Papua New Guinea: Health workers train to treat survivors of sexual violence
MOUNT HAGEN (ICRC) – Training for health workers on how to administer emergency treatment to survivors of sexual violence is being held for the first time in Papua New Guinea by the International Committee of the Red Cross (ICRC) with support from the National Department of Health.
Twenty-two participants from rural health facilities in Enga, Southern and Western Highlands Provinces are attending the five-day training at the Kimininga Hotel in Mount Hagen from 2 - 6 October.
The training provides skills to health workers on how to give Post Exposure Prophylaxis (PEP), a type of preventative medical treatment given to survivors of sexual violence within 72 hours. The treatment helps to reduce the risks of HIV and sexually transmitted infections, as well as preventing unwanted pregnancy.

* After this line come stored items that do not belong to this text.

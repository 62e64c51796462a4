//! Core data types: rows, columns and row identity.
//!
//! This module contains the dataset-facing types the pipeline operates on:
//!
//! - **Row**: an open JSON object with dot-path cell access
//! - **Column**: schema entry with display, sort and print flags
//! - **RowKey**: stable identifier used by selection

pub mod column;
pub mod key;
pub mod row;

pub use column::{Align, CellFormatter, Column};
pub use key::{KeyResolver, RowKey, RowKeySource};
pub use row::{cell_text, is_absent, resolve, Row};
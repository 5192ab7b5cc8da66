#![allow(dead_code)]
use assert_cmd::{Command, cargo_bin_cmd};
use std::env;
use std::fs;
use std::path::PathBuf;

pub fn tfl() -> Command {
    cargo_bin_cmd!("timeflow")
}

/// Create a unique test log path inside the system temp dir and remove any
/// existing file
pub fn setup_test_log(name: &str) -> String {
    let mut path: PathBuf = env::temp_dir();
    path.push(format!("{}_timeflow.log", name));
    let log_path = path.to_string_lossy().to_string();
    fs::remove_file(&log_path).ok();
    log_path
}

/// Seed a log file with pre-built content
pub fn seed_log(log_path: &str, content: &str) {
    fs::write(log_path, content).expect("seed log file");
}

/// A single tracked day used by several stats tests:
/// one slack interval (09:00→12:00, closed by the `**` entry) and two
/// work intervals (12:00→13:00 and 13:00→17:00).
pub const SAMPLE_DAY: &str = "\
2024-01-01 09:00: arrived
2024-01-01 12:00: lunch **
2024-01-01 13:00: back
2024-01-01 17:00: leaving
";
use chrono::{Datelike, NaiveDate};

pub fn today() -> NaiveDate {
    chrono::Local::now().date_naive()
}

pub fn parse_date(s: &str) -> Option<NaiveDate> {
    NaiveDate::parse_from_str(s, "%Y-%m-%d").ok()
}

/// Resolve a period string into inclusive (from, to) date bounds.
/// Accepted forms: YYYY-MM-DD, YYYY-MM, YYYY.
/// Err carries the offending input for the caller to wrap.
pub fn period_bounds(p: &str) -> Result<(NaiveDate, NaiveDate), String> {
    // YYYY-MM-DD
    if let Ok(d) = NaiveDate::parse_from_str(p, "%Y-%m-%d") {
        return Ok((d, d));
    }

    // YYYY-MM
    if let Ok(first) = NaiveDate::parse_from_str(&(p.to_string() + "-01"), "%Y-%m-%d") {
        return Ok((first, last_day_of_month(first.year(), first.month())));
    }

    // YYYY
    if let Ok(year) = p.parse::<i32>()
        && let Some(first) = NaiveDate::from_ymd_opt(year, 1, 1)
    {
        let last = NaiveDate::from_ymd_opt(year, 12, 31).unwrap();
        return Ok((first, last));
    }

    Err(p.to_string())
}

/// Resolve a `start:end` range into bounds spanning both periods.
pub fn range_bounds(start: &str, end: &str) -> Result<(NaiveDate, NaiveDate), String> {
    let (from, _) = period_bounds(start)?;
    let (_, to) = period_bounds(end)?;
    Ok((from, to))
}

pub fn current_month_bounds() -> (NaiveDate, NaiveDate) {
    let today = today();
    let first = NaiveDate::from_ymd_opt(today.year(), today.month(), 1).unwrap();
    (first, last_day_of_month(today.year(), today.month()))
}

fn last_day_of_month(year: i32, month: u32) -> NaiveDate {
    let next_month = if month == 12 {
        NaiveDate::from_ymd_opt(year + 1, 1, 1)
    } else {
        NaiveDate::from_ymd_opt(year, month + 1, 1)
    };
    next_month.unwrap().pred_opt().unwrap()
}
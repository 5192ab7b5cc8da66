use predicates::prelude::PredicateBooleanExt;
use predicates::str::contains;
use std::fs;

mod common;
use common::{SAMPLE_DAY, seed_log, setup_test_log, tfl};

#[test]
fn test_init_creates_log_file() {
    let log_path = setup_test_log("init_creates_log");

    tfl()
        .args(["--file", &log_path, "--test", "init"])
        .assert()
        .success()
        .stdout(contains("Timeflow initialization completed!"));

    let content = fs::read_to_string(&log_path).expect("log file created");
    assert_eq!(content, "");
}

#[test]
fn test_log_appends_one_line() {
    let log_path = setup_test_log("log_appends");

    tfl()
        .args(["--file", &log_path, "log", "reading", "mail"])
        .assert()
        .success()
        .stdout(contains("Logged: reading mail"));

    let content = fs::read_to_string(&log_path).expect("read log");
    let today = chrono::Local::now().format("%Y-%m-%d").to_string();

    assert_eq!(content.lines().count(), 1);
    assert!(content.starts_with(&today));
    assert!(content.ends_with(": reading mail\n"));
}

#[test]
fn test_log_same_day_inserts_no_separator() {
    let log_path = setup_test_log("log_same_day");

    tfl()
        .args(["--file", &log_path, "arrived"])
        .assert()
        .success()
        .stdout(contains("Day start recorded"));

    tfl()
        .args(["--file", &log_path, "log", "first task"])
        .assert()
        .success();

    let content = fs::read_to_string(&log_path).expect("read log");
    assert_eq!(content.lines().count(), 2);
    assert!(!content.contains("\n\n"));
}

#[test]
fn test_log_on_new_day_inserts_one_separator() {
    let log_path = setup_test_log("log_new_day");
    seed_log(&log_path, "2020-01-01 17:00: leaving\n");

    tfl()
        .args(["--file", &log_path, "log", "back again"])
        .assert()
        .success();

    let content = fs::read_to_string(&log_path).expect("read log");
    assert!(content.contains("leaving\n\n"));
    assert!(!content.contains("\n\n\n"));
    assert!(content.ends_with(": back again\n"));
}

#[test]
fn test_stats_for_a_single_day() {
    let log_path = setup_test_log("stats_single_day");
    seed_log(&log_path, SAMPLE_DAY);

    tfl()
        .args([
            "--file",
            &log_path,
            "stats",
            "--from",
            "2024-01-01",
            "--to",
            "2024-01-01",
        ])
        .assert()
        .success()
        .stdout(contains("Work: 05h 00min"))
        .stdout(contains("Slack: 03h 00min"));
}

#[test]
fn test_stats_period_equals_explicit_bounds() {
    let log_path = setup_test_log("stats_period_bounds");
    seed_log(&log_path, SAMPLE_DAY);

    let by_period = tfl()
        .args(["--file", &log_path, "stats", "--period", "2024-01"])
        .assert()
        .success()
        .get_output()
        .stdout
        .clone();

    let by_bounds = tfl()
        .args([
            "--file",
            &log_path,
            "stats",
            "--from",
            "2024-01-01",
            "--to",
            "2024-01-31",
        ])
        .assert()
        .success()
        .get_output()
        .stdout
        .clone();

    assert_eq!(by_period, by_bounds);
}

#[test]
fn test_stats_empty_range_prints_zero_totals() {
    let log_path = setup_test_log("stats_empty_range");
    seed_log(&log_path, SAMPLE_DAY);

    tfl()
        .args(["--file", &log_path, "stats", "--period", "2030"])
        .assert()
        .success()
        .stdout(contains("Work: 00h 00min"))
        .stdout(contains("Slack: 00h 00min"));
}

#[test]
fn test_stats_rejects_invalid_period() {
    let log_path = setup_test_log("stats_invalid_period");
    seed_log(&log_path, SAMPLE_DAY);

    tfl()
        .args(["--file", &log_path, "stats", "--period", "january"])
        .assert()
        .failure()
        .stderr(contains("Invalid period"));
}

#[test]
fn test_stats_fails_on_malformed_log_line() {
    let log_path = setup_test_log("stats_malformed");
    seed_log(&log_path, "2024-01-01 09:00: arrived\nnot a log line\n");

    tfl()
        .args(["--file", &log_path, "stats", "--period", "2024"])
        .assert()
        .failure()
        .stderr(contains("Invalid log line"));
}

#[test]
fn test_list_filters_by_period() {
    let log_path = setup_test_log("list_filters");
    seed_log(
        &log_path,
        "2024-01-01 09:00: arrived\n2024-01-01 17:00: january task\n\n2024-02-01 09:00: february task\n",
    );

    tfl()
        .args(["--file", &log_path, "list", "--period", "2024-01"])
        .assert()
        .success()
        .stdout(contains("january task"))
        .stdout(contains("february task").not());
}

#[test]
fn test_list_range_period_spans_both_months() {
    let log_path = setup_test_log("list_range_period");
    seed_log(
        &log_path,
        "2024-01-01 09:00: january task\n\n2024-02-01 09:00: february task\n",
    );

    tfl()
        .args(["--file", &log_path, "list", "--period", "2024-01:2024-02"])
        .assert()
        .success()
        .stdout(contains("january task"))
        .stdout(contains("february task"));
}

#[test]
fn test_list_empty_period_reports_no_entries() {
    let log_path = setup_test_log("list_empty_period");
    seed_log(&log_path, SAMPLE_DAY);

    tfl()
        .args(["--file", &log_path, "list", "--period", "2030"])
        .assert()
        .success()
        .stdout(contains("No entries from 2030-01-01 to 2030-12-31"));
}
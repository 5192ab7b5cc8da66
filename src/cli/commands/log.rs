use crate::cli::parser::Commands;
use crate::config::Config;
use crate::core::writer::WriteLogic;
use crate::errors::AppResult;
use crate::store::LogStore;
use crate::ui::messages::success;

/// Append a timestamped message to the log file.
pub fn handle(cmd: &Commands, cfg: &Config) -> AppResult<()> {
    if let Commands::Log { message } = cmd {
        let text = message.join(" ");

        let store = LogStore::new(&cfg.log_file);
        WriteLogic::append(&store, &text)?;

        success(format!("Logged: {}", text));
    }

    Ok(())
}
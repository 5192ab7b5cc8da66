use crate::cli::parser::Commands;
use crate::config::Config;
use crate::errors::{AppError, AppResult};
use crate::models::entry::Entry;
use crate::store::LogStore;
use crate::utils::date;
use ansi_term::Colour;
use chrono::NaiveDate;

/// Print the raw log entries falling inside a period.
pub fn handle(cmd: &Commands, cfg: &Config) -> AppResult<()> {
    if let Commands::List { period, now } = cmd {
        let (date_from, date_to) = if *now {
            (date::today(), date::today())
        } else {
            resolve_period(period)?
        };

        let store = LogStore::new(&cfg.log_file);
        let entries = store.read_entries()?;

        let in_range: Vec<&Entry> = entries
            .iter()
            .filter(|e| e.date() >= date_from && e.date() <= date_to)
            .collect();

        if in_range.is_empty() {
            println!("No entries from {} to {}", date_from, date_to);
            return Ok(());
        }

        println!("📅 Log entries from {} to {}:\n", date_from, date_to);

        let mut prev_date: Option<NaiveDate> = None;
        for entry in in_range {
            // blank separator between day groups, as in the file itself
            if let Some(prev) = prev_date
                && prev != entry.date()
            {
                println!();
            }
            prev_date = Some(entry.date());

            println!("{}", paint(entry));
        }
    }

    Ok(())
}

fn resolve_period(period: &Option<String>) -> AppResult<(NaiveDate, NaiveDate)> {
    if let Some(p) = period {
        if p.contains(':') {
            let parts: Vec<&str> = p.split(':').collect();
            if parts.len() == 2 {
                return date::range_bounds(parts[0], parts[1]).map_err(AppError::InvalidPeriod);
            }
            return Err(AppError::InvalidPeriod(p.to_string()));
        }

        return date::period_bounds(p).map_err(AppError::InvalidPeriod);
    }

    Ok(date::current_month_bounds())
}

fn paint(entry: &Entry) -> String {
    let line = entry.to_line();

    if entry.kind.is_day_start() {
        Colour::Green.paint(line).to_string()
    } else if entry.kind.is_slack() {
        Colour::Yellow.paint(line).to_string()
    } else {
        line
    }
}
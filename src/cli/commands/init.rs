use crate::cli::parser::Cli;
use crate::config::Config;
use crate::errors::AppResult;

/// Handle the `init` command
///
/// This initializes:
///  - the config directory (if missing)
///  - the configuration file
///  - an empty log file (prod or test mode)
pub fn handle(cli: &Cli) -> AppResult<()> {
    println!("⚙️  Initializing timeflow…");

    if let Some(custom) = &cli.file {
        Config::init_all(Some(custom.clone()), cli.test)?;
    } else {
        Config::init_all(None, cli.test)?;
    }

    let path = Config::config_file();
    let mut cfg = Config::load();
    if let Some(custom) = &cli.file {
        cfg.log_file = custom.clone();
    }

    println!("📄 Config file : {}", path.display());
    println!("🗒️  Log file    : {}", &cfg.log_file);
    println!("🎉 Timeflow initialization completed!");

    Ok(())
}
//! Path utilities: expand ~, resolve paths against the home directory.

use std::path::PathBuf;

pub fn expand_tilde(path: &str) -> PathBuf {
    if path.starts_with("~/")
        && let Some(home) = dirs::home_dir()
    {
        return home.join(path.trim_start_matches("~/"));
    }
    PathBuf::from(path)
}

pub fn is_absolute(path: &str) -> bool {
    PathBuf::from(path).is_absolute()
}
use crate::errors::AppResult;
use crate::models::entry::{DATE_FORMAT, DATETIME_FORMAT};
use crate::store::LogStore;
use chrono::{Local, NaiveDate, NaiveDateTime};

/// High-level business logic for the `log` and `arrived` commands.
pub struct WriteLogic;

impl WriteLogic {
    /// Append a message with the current local timestamp.
    pub fn append(store: &LogStore, message: &str) -> AppResult<()> {
        let chunk = Self::form_log_message(store, message, Local::now().naive_local());
        store.append(&chunk)
    }

    /// Format `<timestamp>: <message>\n`, prefixed with one blank
    /// separator line when the calendar day changed since the last entry.
    pub fn form_log_message(store: &LogStore, message: &str, now: NaiveDateTime) -> String {
        let line = format!("{}: {}\n", now.format(DATETIME_FORMAT), message);

        if Self::is_another_day(store, now.date()) {
            format!("\n{}", line)
        } else {
            line
        }
    }

    /// True when the last log line carries a different date than `today`.
    /// A missing or empty log file reads as "same day", so the very first
    /// entry gets no separator.
    pub fn is_another_day(store: &LogStore, today: NaiveDate) -> bool {
        match store.last_line() {
            Some(last) => !last.starts_with(&today.format(DATE_FORMAT).to_string()),
            None => false,
        }
    }
}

ICRC health representative Frances Devlin said the training is critical for health workers in the remote Highlands. "Most rural health facilities in PNG are isolated from major urban hospitals and Family Support Centres. It is crucial that health workers serving in remote locations know how to administer immediate treatment to survivors as soon as cases are reported," said Ms Devlin.
The comprehensive training program also covers topics such as Psychological First Aid, engaging with survivors of sexual and gender based violence and specific care for children.
The ICRC aims to continue training rural health nurses in the future, thus enabling a better and wider delivery of the PEP treatment to survivors in remote communities.
The ICRC established an office in 2012 in Mt Hagen and works to protect and assist people affected by tribal fighting. It also provides relief to communities displaced by tribal fights and supports health structures with equipment and training to health staff on sexual violence.